Humans Litter Found In Deepest Ocean, Marine Trash Is Everywhere

A new paper published on the journal PLOS ONE alerts that even in the deepest ocean depths you can find bottles, plastic bags, fishing nets and other types of human litter. Experts from the Consolidated Research Group on Marine Geosciences of the University of Barcelona (UB), led by Professor Miquel Canals, participated in the seafloor survey.

Plastic and fishing gear are the most common litter items found on seafloors 
Credit: Consolidated Research Group on Marine Geosciences of UB

Marine litter is a serious environmental problem that affects coastal and oceanic ecosystems all over the planet. Geologists Galderic Lastras and Xavier Tubau (UB) also participated in the survey that describes the presence of litter on Mediterranean, Arctic and Atlantic seafloors —from the continental shelf of Europe to the Mid-Atlantic Ridge— at all depths (from 35 m down to 4500 m).

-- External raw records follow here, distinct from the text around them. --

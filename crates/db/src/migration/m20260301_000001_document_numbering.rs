//! Document numbering schema.
//!
//! Creates the sequence table, the issued-number history and the reset
//! audit trail.

use sea_orm_migration::prelude::*;

#[derive(DeriveMigrationName)]
pub struct Migration;

#[async_trait::async_trait]
impl MigrationTrait for Migration {
    async fn up(&self, manager: &SchemaManager) -> Result<(), DbErr> {
        let db = manager.get_connection();

        db.execute_unprepared(ENUMS_SQL).await?;
        db.execute_unprepared(DOCUMENT_SEQUENCES_SQL).await?;
        db.execute_unprepared(DOCUMENT_NUMBER_HISTORY_SQL).await?;
        db.execute_unprepared(SEQUENCE_RESETS_SQL).await?;

        Ok(())
    }

    async fn down(&self, manager: &SchemaManager) -> Result<(), DbErr> {
        let db = manager.get_connection();
        db.execute_unprepared(DROP_ALL_SQL).await?;
        Ok(())
    }
}

// ============================================================
// SQL CONSTANTS
// ============================================================

const ENUMS_SQL: &str = r"
CREATE TYPE reset_frequency AS ENUM ('never', 'yearly', 'monthly', 'daily');
";

const DOCUMENT_SEQUENCES_SQL: &str = r"
CREATE TABLE document_sequences (
    id UUID PRIMARY KEY DEFAULT gen_random_uuid(),
    document_type VARCHAR(64) NOT NULL UNIQUE,
    prefix VARCHAR(32) NOT NULL DEFAULT '',
    suffix VARCHAR(32) NOT NULL DEFAULT '',
    current_number BIGINT NOT NULL DEFAULT 0,
    start_number BIGINT NOT NULL DEFAULT 1,
    number_length INTEGER NOT NULL DEFAULT 6,
    format_template VARCHAR(128),
    reset_frequency reset_frequency NOT NULL DEFAULT 'never',
    last_reset_date TIMESTAMPTZ,
    is_active BOOLEAN NOT NULL DEFAULT true,
    created_at TIMESTAMPTZ NOT NULL DEFAULT now(),
    updated_at TIMESTAMPTZ NOT NULL DEFAULT now(),
    CONSTRAINT chk_sequence_current_number CHECK (current_number >= 0),
    CONSTRAINT chk_sequence_start_number CHECK (start_number >= 1),
    CONSTRAINT chk_sequence_number_length CHECK (number_length BETWEEN 1 AND 18)
);
";

const DOCUMENT_NUMBER_HISTORY_SQL: &str = r"
CREATE TABLE document_number_history (
    id UUID PRIMARY KEY,
    document_type VARCHAR(64) NOT NULL
        REFERENCES document_sequences(document_type) ON DELETE RESTRICT,
    document_id UUID,
    generated_number BIGINT NOT NULL,
    full_document_number VARCHAR(255) NOT NULL,
    generated_by UUID,
    generated_date TIMESTAMPTZ NOT NULL DEFAULT now()
);

CREATE INDEX idx_number_history_type_date
    ON document_number_history(document_type, generated_date DESC);
CREATE INDEX idx_number_history_date ON document_number_history(generated_date DESC);
CREATE INDEX idx_number_history_document
    ON document_number_history(document_id) WHERE document_id IS NOT NULL;
";

const SEQUENCE_RESETS_SQL: &str = r"
CREATE TABLE sequence_resets (
    id UUID PRIMARY KEY,
    document_type VARCHAR(64) NOT NULL
        REFERENCES document_sequences(document_type) ON DELETE RESTRICT,
    previous_number BIGINT NOT NULL,
    new_start_number BIGINT NOT NULL,
    duplicate_risk BOOLEAN NOT NULL,
    highest_in_period BIGINT,
    reset_by UUID,
    reset_at TIMESTAMPTZ NOT NULL DEFAULT now(),
    CONSTRAINT chk_reset_new_start_number CHECK (new_start_number >= 1)
);

CREATE INDEX idx_sequence_resets_type_date ON sequence_resets(document_type, reset_at DESC);
";

const DROP_ALL_SQL: &str = r"
DROP TABLE IF EXISTS sequence_resets;
DROP TABLE IF EXISTS document_number_history;
DROP TABLE IF EXISTS document_sequences;
DROP TYPE IF EXISTS reset_frequency;
";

Plastic, fishing gear, glass, metal, wood and clothing

Plastic and fishing gear are the most common litter items found on seafloors. Glass and metal, wood, paper/cardboard, clothing, pottery, and unidentified materials were also observed.

“Some sites seem authentic garbage dumps”, affirms Miquel Canals, from the Department of Stratigraphy, Paleontology and Marine Geoscience of UB. “In oceans, litter is present everywhere, from the most remote points, like the Arctic or the Southern Ocean, to abyssal plains, at thousands of metres deep”. “The type of litter found on seafloors is diverse: we found solid objects —particularly plastics and cans—, but also microplastics generated due to plastic degradation. A predominance of derelict fishing gear was observed in areas of great fishing activity”, he adds.

The international study involving fifteen organisations across Europe, was led by the University of the Azores, and is a collaboration between the Mapping the Deep Project led by Plymouth University and the European Union-funded HERMIONE and PERSEUS projects, coordinated by the National Oceanography Centre in Southampton and the Hellenic Centre for Marine Research, respectively. The project Dos Mares of the Spanish National R&D Plan, coordinated by Canals, also collaborated in the survey.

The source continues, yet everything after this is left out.